How to Fix Up Your Detached Fly Screen

There are only 3 things you want to do with your fly screen.

a) Install a brand new one

b) Change the fly screen. (either from fiber glass to aluminum or replacing a broken screen)

c) Tighten up a dislodged fly screen

Since I eat-full-nothing-to-do (am free) today, I thought it would be a good idea to write a simple guide so you can do this yourself too. I am going to do fix up my fly screen but the procedures are similar for all 3 tasks.

1) The problem

This is how my problem looks. It happened after my daughter (who was 2 back then) kept leaning onto the door as if it is a solid door. Of course it wasn't. There was only a flimsy fibre glass fly screen on it. Needless to say, the area she kept leaning on eventually came loose out of the groove that was holding it tight.

During Summer, these gaps will be easy options for flies to enter the house.

Since the net was only pulled out of position and not broken or tore, there is no need to replace it. We just need to re-spline it.

2) How to remove a fly screen door

To remove this, we have to understand how the screen door works. I removed the door so that I can show you the locking component of the door to hold the it to its tracks, to prevent the door from snapping out of its track anytime during usage. All doors should work in a similar way. In my case, a screw acts like a pin to stop the roller (or wheel) from moving. When the screw is removed, the roller can be pushed up. It will spring back to position when we let go. (see below)

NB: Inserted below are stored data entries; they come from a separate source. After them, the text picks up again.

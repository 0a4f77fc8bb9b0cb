// ==========================================
// 军人勤务排班系统 - 人员领域模型
// ==========================================
// 红线: 人员目录由外部协作方维护,排班会话内只读
// ==========================================

use chrono::{DateTime, NaiveDate, Utc};
use serde::{Deserialize, Serialize};

// ==========================================
// Person - 军人主数据
// ==========================================
// 用途: 人员目录读取,可用性解析与展示
#[derive(Debug, Clone, Serialize, Deserialize)]
pub struct Person {
    // ===== 主键 =====
    pub person_id: String, // 人员唯一标识

    // ===== 基础信息 =====
    pub name: String,                  // 姓名
    pub rank: String,                  // 军衔
    pub qualification: Option<String>, // 资质/岗位资格
    pub entry_date: Option<NaiveDate>, // 入伍日期

    // ===== 审计字段 =====
    pub created_at: DateTime<Utc>, // 记录创建时间
    pub updated_at: DateTime<Utc>, // 记录更新时间
}

impl Person {
    /// 展示标签: 军衔 + 姓名
    pub fn display_label(&self) -> String {
        format!("{} {}", self.rank, self.name)
    }
}
// ==========================================
// 军人勤务排班系统 - 排班配置读取 Trait
// ==========================================
// 职责: 定义排班引擎所需的配置读取接口（不包含实现）
// 红线: 不包含配置写入、不包含业务逻辑
// ==========================================

use async_trait::async_trait;
use chrono::Weekday;
use std::error::Error;

// ==========================================
// RosterConfigReader Trait
// ==========================================
// 用途: 排班视图与建议引擎所需的配置读取接口
// 实现者: ConfigManager（从 config_kv 表读取）
#[async_trait]
pub trait RosterConfigReader: Send + Sync {
    /// 获取周起始日约定
    ///
    /// # 返回
    /// - Weekday: 周窗口首日落在的星期
    ///
    /// # 默认值
    /// - MONDAY
    async fn get_week_start(&self) -> Result<Weekday, Box<dyn Error>>;

    /// 获取每格建议条数上限
    ///
    /// # 返回
    /// - usize: 建议列表最大长度
    ///
    /// # 默认值
    /// - 3
    async fn get_suggestion_limit(&self) -> Result<usize, Box<dyn Error>>;
}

Thus when we remove the holding pin (screws) of all four corners of the door, the whole door will be easily removable by pushing it upwards and outwards towards ourselves.

My middle finger is holding
to the spline and my index finger
is covers the grove while
pointing to the fly net
3) The Spline System

The fly screen net is held by a spline system. A spline is a coil of gasket-like rubber and it fits into a perimeter of grooves around the door, just tight enough to hold the fly net beautifully.

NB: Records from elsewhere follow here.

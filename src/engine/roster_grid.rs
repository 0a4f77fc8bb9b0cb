// ==========================================
// 军人勤务排班系统 - 周排班网格模型
// ==========================================
// 职责: 内存中的排班网格 - 行为勤务类型,列为日历日,
//       底层为按 (勤务类型, 日期) 复合键索引的稀疏安排集合
// 红线: 网格快照构建后视为不可变,单格变更走 apply/remove 逐项替换,
//       整体重建仅发生在翻周或显式刷新
// 占用不变量:
// - 一个 (勤务类型, 日期) 格子至多一条有人安排
// - 同一日历日,同一人员至多占用一个格子 (跨所有勤务类型)
// ==========================================

use crate::domain::{Assignment, CalendarWindow, DutyType, GridConflictKind};
use chrono::NaiveDate;
use std::collections::{HashMap, HashSet};
use tracing::warn;

// ==========================================
// GridConflict - 构建期冲突记录
// ==========================================
// 外部数据违反占用约束时记录在案,不中断构建
#[derive(Debug, Clone)]
pub struct GridConflict {
    pub kind: GridConflictKind,
    pub duty_type_id: String,
    pub duty_date: NaiveDate,
    pub detail: String,
}

// ==========================================
// RosterGrid - 周排班网格
// ==========================================
// 查询复杂度: cell_at 为 O(1) 均摊 (两级哈希索引,渲染期逐格查询)
#[derive(Debug, Clone)]
pub struct RosterGrid {
    duty_types: Vec<DutyType>,
    window: CalendarWindow,
    // 勤务类型 id → (日期 → 安排)
    cells: HashMap<String, HashMap<NaiveDate, Assignment>>,
    conflicts: Vec<GridConflict>,
}

impl RosterGrid {
    /// 由协作方返回的数据构建网格
    ///
    /// 清洗规则:
    /// - 窗口外的安排跳过并告警
    /// - person_id 为空的安排在逻辑上等价于"未指派",跳过并告警
    /// - 同一格子出现多条: 保留后到的一条,记录 DUPLICATE_CELL 冲突
    /// - 同一人员同日多格: 保留全部,记录 DUPLICATE_PERSON 冲突
    pub fn build(
        duty_types: Vec<DutyType>,
        window: CalendarWindow,
        assignments: Vec<Assignment>,
    ) -> Self {
        let mut cells: HashMap<String, HashMap<NaiveDate, Assignment>> = HashMap::new();
        let mut conflicts = Vec::new();

        for assignment in assignments {
            if !window.contains(assignment.duty_date) {
                warn!(
                    assignment_id = %assignment.assignment_id,
                    duty_date = %assignment.duty_date,
                    "安排落在窗口外,跳过"
                );
                continue;
            }
            if !assignment.is_assigned() {
                warn!(
                    assignment_id = %assignment.assignment_id,
                    "安排未指派人员 (person_id 为空),跳过"
                );
                continue;
            }

            let by_date = cells.entry(assignment.duty_type_id.clone()).or_default();
            if let Some(previous) = by_date.insert(assignment.duty_date, assignment.clone()) {
                warn!(
                    duty_type_id = %assignment.duty_type_id,
                    duty_date = %assignment.duty_date,
                    dropped = %previous.assignment_id,
                    kept = %assignment.assignment_id,
                    "同一格子出现多条安排,保留后到的一条"
                );
                conflicts.push(GridConflict {
                    kind: GridConflictKind::DuplicateCell,
                    duty_type_id: assignment.duty_type_id.clone(),
                    duty_date: assignment.duty_date,
                    detail: format!(
                        "丢弃 {} 保留 {}",
                        previous.assignment_id, assignment.assignment_id
                    ),
                });
            }
        }

        let mut grid = Self {
            duty_types,
            window,
            cells,
            conflicts,
        };
        grid.detect_person_conflicts();
        grid
    }

    /// 同一人员同日多格检测 (只记录,不修改数据)
    fn detect_person_conflicts(&mut self) {
        for day in *self.window.days() {
            let mut seen: HashMap<&str, &Assignment> = HashMap::new();
            for by_date in self.cells.values() {
                let Some(assignment) = by_date.get(&day) else {
                    continue;
                };
                let Some(person_id) = assignment.person_id.as_deref() else {
                    continue;
                };
                if let Some(first) = seen.get(person_id) {
                    warn!(
                        person_id,
                        duty_date = %day,
                        first = %first.assignment_id,
                        second = %assignment.assignment_id,
                        "同一人员同日占用多个格子"
                    );
                    self.conflicts.push(GridConflict {
                        kind: GridConflictKind::DuplicatePerson,
                        duty_type_id: assignment.duty_type_id.clone(),
                        duty_date: day,
                        detail: format!("人员 {} 同日多格", person_id),
                    });
                } else {
                    seen.insert(person_id, assignment);
                }
            }
        }
    }

    /// 查询单个格子的安排
    pub fn cell_at(&self, duty_type_id: &str, duty_date: NaiveDate) -> Option<&Assignment> {
        self.cells.get(duty_type_id)?.get(&duty_date)
    }

    /// 指定日历日被占用的人员 id 集合 (跨所有勤务类型)
    pub fn assigned_person_ids_on(&self, duty_date: NaiveDate) -> HashSet<&str> {
        self.cells
            .values()
            .filter_map(|by_date| by_date.get(&duty_date))
            .filter_map(|a| a.person_id.as_deref())
            .collect()
    }

    /// 变更确认后逐项落位: 只替换受影响的格子
    ///
    /// 窗口外的安排拒绝落位 (返回 false 并告警),避免污染当前快照。
    pub fn apply(&mut self, assignment: Assignment) -> bool {
        if !self.window.contains(assignment.duty_date) {
            warn!(
                assignment_id = %assignment.assignment_id,
                duty_date = %assignment.duty_date,
                "变更落在窗口外,忽略"
            );
            return false;
        }
        self.cells
            .entry(assignment.duty_type_id.clone())
            .or_default()
            .insert(assignment.duty_date, assignment);
        true
    }

    /// 清空格子,返回原安排
    pub fn remove(&mut self, duty_type_id: &str, duty_date: NaiveDate) -> Option<Assignment> {
        self.cells.get_mut(duty_type_id)?.remove(&duty_date)
    }

    /// 勤务类型行 (目录顺序)
    pub fn duty_types(&self) -> &[DutyType] {
        &self.duty_types
    }

    /// 当前周窗口
    pub fn window(&self) -> &CalendarWindow {
        &self.window
    }

    /// 构建期冲突记录
    pub fn conflicts(&self) -> &[GridConflict] {
        &self.conflicts
    }

    /// 占用格子总数
    pub fn occupied_count(&self) -> usize {
        self.cells.values().map(|by_date| by_date.len()).sum()
    }
}
// ==========================================
// 军人勤务排班系统 - 仓储层错误类型
// ==========================================
// 工具: thiserror 派生宏
// ==========================================

use thiserror::Error;

/// 仓储层错误类型
#[derive(Error, Debug)]
pub enum RepositoryError {
    // ===== 数据库错误 =====
    #[error("记录未找到: {entity} with id={id}")]
    NotFound { entity: String, id: String },

    #[error("数据库连接失败: {0}")]
    DatabaseConnectionError(String),

    #[error("数据库锁获取失败: {0}")]
    LockError(String),

    #[error("数据库事务失败: {0}")]
    DatabaseTransactionError(String),

    #[error("数据库查询失败: {0}")]
    DatabaseQueryError(String),

    #[error("唯一约束违反: {0}")]
    UniqueConstraintViolation(String),

    #[error("外键约束违反: {0}")]
    ForeignKeyViolation(String),

    // ===== 数据质量错误 =====
    #[error("数据验证失败: {0}")]
    ValidationError(String),

    #[error("字段值错误 (field={field}): {message}")]
    FieldValueError { field: String, message: String },

    // ===== 通用错误 =====
    #[error("内部错误: {0}")]
    InternalError(String),

    #[error(transparent)]
    Other(#[from] anyhow::Error),
}

// 实现 From<rusqlite::Error>
impl From<rusqlite::Error> for RepositoryError {
    fn from(err: rusqlite::Error) -> Self {
        match err {
            rusqlite::Error::SqliteFailure(_, Some(msg)) => {
                if msg.contains("UNIQUE") {
                    RepositoryError::UniqueConstraintViolation(msg)
                } else if msg.contains("FOREIGN KEY") {
                    RepositoryError::ForeignKeyViolation(msg)
                } else {
                    RepositoryError::DatabaseQueryError(msg)
                }
            }
            rusqlite::Error::QueryReturnedNoRows => RepositoryError::NotFound {
                entity: "Unknown".to_string(),
                id: "Unknown".to_string(),
            },
            _ => RepositoryError::DatabaseQueryError(err.to_string()),
        }
    }
}

/// Result 类型别名
pub type RepositoryResult<T> = Result<T, RepositoryError>;
// ==========================================
// 军人勤务排班系统 - 配置管理器
// ==========================================
// 职责: 配置加载、查询、覆写管理
// 存储: config_kv 表 (key-value + scope)
// ==========================================

use crate::config::roster_config_trait::RosterConfigReader;
use crate::db::open_sqlite_connection;
use async_trait::async_trait;
use chrono::{Utc, Weekday};
use rusqlite::{params, Connection};
use std::collections::BTreeMap;
use std::error::Error;
use std::sync::{Arc, Mutex};

/// 周起始日配置键
pub const KEY_WEEK_START: &str = "roster/week_start";
/// 建议条数配置键
pub const KEY_SUGGESTION_LIMIT: &str = "roster/suggestion_limit";

// ==========================================
// ConfigManager - 配置管理器
// ==========================================
pub struct ConfigManager {
    conn: Arc<Mutex<Connection>>,
}

impl ConfigManager {
    /// 创建新的 ConfigManager 实例
    ///
    /// # 参数
    /// - db_path: 数据库文件路径
    pub fn new(db_path: &str) -> Result<Self, Box<dyn Error>> {
        let conn = open_sqlite_connection(db_path)?;
        Ok(Self {
            conn: Arc::new(Mutex::new(conn)),
        })
    }

    /// 从已有连接创建 ConfigManager
    ///
    /// 说明：为保证连接行为一致，会对传入连接再次应用统一 PRAGMA（幂等）。
    pub fn from_connection(conn: Arc<Mutex<Connection>>) -> Result<Self, Box<dyn Error>> {
        {
            let conn_guard = conn.lock().map_err(|e| format!("锁获取失败: {}", e))?;
            crate::db::configure_sqlite_connection(&conn_guard)?;
        }
        Ok(Self { conn })
    }

    /// 从 config_kv 表读取配置值（scope_id='global'）
    fn get_config_value(&self, key: &str) -> Result<Option<String>, Box<dyn Error>> {
        let conn = self.conn.lock().map_err(|e| format!("锁获取失败: {}", e))?;

        let result = conn.query_row(
            "SELECT value FROM config_kv WHERE scope_id = 'global' AND key = ?1",
            params![key],
            |row| row.get::<_, String>(0),
        );

        match result {
            Ok(value) => Ok(Some(value)),
            Err(rusqlite::Error::QueryReturnedNoRows) => Ok(None),
            Err(e) => Err(Box::new(e)),
        }
    }

    /// 从 config_kv 表读取配置值，带默认值
    fn get_config_or_default(&self, key: &str, default: &str) -> Result<String, Box<dyn Error>> {
        Ok(self
            .get_config_value(key)?
            .unwrap_or_else(|| default.to_string()))
    }

    /// 写入配置值（scope_id='global'，UPSERT）
    pub fn set_config_value(&self, key: &str, value: &str) -> Result<(), Box<dyn Error>> {
        let conn = self.conn.lock().map_err(|e| format!("锁获取失败: {}", e))?;
        conn.execute(
            r#"INSERT INTO config_kv (scope_id, key, value, updated_at)
               VALUES ('global', ?1, ?2, ?3)
               ON CONFLICT(scope_id, key) DO UPDATE SET value = ?2, updated_at = ?3"#,
            params![key, value, Utc::now()],
        )?;
        Ok(())
    }

    /// 获取所有配置的快照（JSON格式）
    ///
    /// # 用途
    /// - 启动时记录生效配置,便于排查"配置不一致"类问题
    pub fn get_config_snapshot(&self) -> Result<String, Box<dyn Error>> {
        let conn = self.conn.lock().map_err(|e| format!("锁获取失败: {}", e))?;

        let mut stmt = conn
            .prepare("SELECT key, value FROM config_kv WHERE scope_id = 'global' ORDER BY key")?;
        let mut config_map: BTreeMap<String, String> = BTreeMap::new();
        let rows = stmt.query_map([], |row| {
            Ok((row.get::<_, String>(0)?, row.get::<_, String>(1)?))
        })?;
        for row in rows {
            let (key, value) = row?;
            config_map.insert(key, value);
        }

        Ok(serde_json::to_string(&config_map)?)
    }

    /// 解析周起始日文本 (MONDAY..SUNDAY)
    fn parse_weekday(raw: &str) -> Option<Weekday> {
        match raw.trim().to_uppercase().as_str() {
            "MONDAY" => Some(Weekday::Mon),
            "TUESDAY" => Some(Weekday::Tue),
            "WEDNESDAY" => Some(Weekday::Wed),
            "THURSDAY" => Some(Weekday::Thu),
            "FRIDAY" => Some(Weekday::Fri),
            "SATURDAY" => Some(Weekday::Sat),
            "SUNDAY" => Some(Weekday::Sun),
            _ => None,
        }
    }
}

#[async_trait]
impl RosterConfigReader for ConfigManager {
    async fn get_week_start(&self) -> Result<Weekday, Box<dyn Error>> {
        let raw = self.get_config_or_default(KEY_WEEK_START, "MONDAY")?;
        match Self::parse_weekday(&raw) {
            Some(weekday) => Ok(weekday),
            None => {
                tracing::warn!(raw, "无法解析周起始日配置,回退默认 MONDAY");
                Ok(Weekday::Mon)
            }
        }
    }

    async fn get_suggestion_limit(&self) -> Result<usize, Box<dyn Error>> {
        let raw = self.get_config_or_default(KEY_SUGGESTION_LIMIT, "3")?;
        match raw.trim().parse::<usize>() {
            Ok(limit) if limit > 0 => Ok(limit),
            _ => {
                tracing::warn!(raw, "无法解析建议条数配置,回退默认 3");
                Ok(3)
            }
        }
    }
}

If your spline is broken or shattered to bits by prolonged sunning, it is available on the cheap at any hardware supplier near you.

All you need for the door is a pair of scissors (or shears if you are using an aluminum net) and a tool they call the spline roller.

The spline roller is available in many forms, ranging from $3.50 to $15.00. Every model does the job. So if you buy the most expensive one to do a once-in-a-while job, you are not showing your friends that you are rich, just an idiot. So don't be an idiot and do the right thing.

4) Roll the spline while stretching the net

The sub title described it all. Stretch out the net so your end product will look smart and taut. While you stretch, use the spline roller to force the spline into the groove. That portion pressed down net will locked down firmly. Proceed to the next portion until you reach the corners. Cut off excess spline when your the entire perimeter in completed. For minor repairs, you will only need to roll the loose portions of the net. It took me less than 5 minutes to fix my net in.

5) Fix your door back

Do the reverse steps for the removal of the door. The key thing to take note is to push the door up slightly (you can do this alone or with a helper) when you tighten the screws at the top corners. The purpose of this is to make your door slides freely. If you want a tighter door or if you are comfortable with the smoothness of your sliding already, you can skip this step. Make sure all 4 corners are secured. 

We are done! Easy as ABC. You can do this yourself at home easily by following these steps. If you are still uncomfortable in doing it, you can contact me (Perth Metro only) and I'll be happy to lend you a hand.

This is yet another example why migration to Australia is a bad idea. You have to do these shit yourself. So please don't come.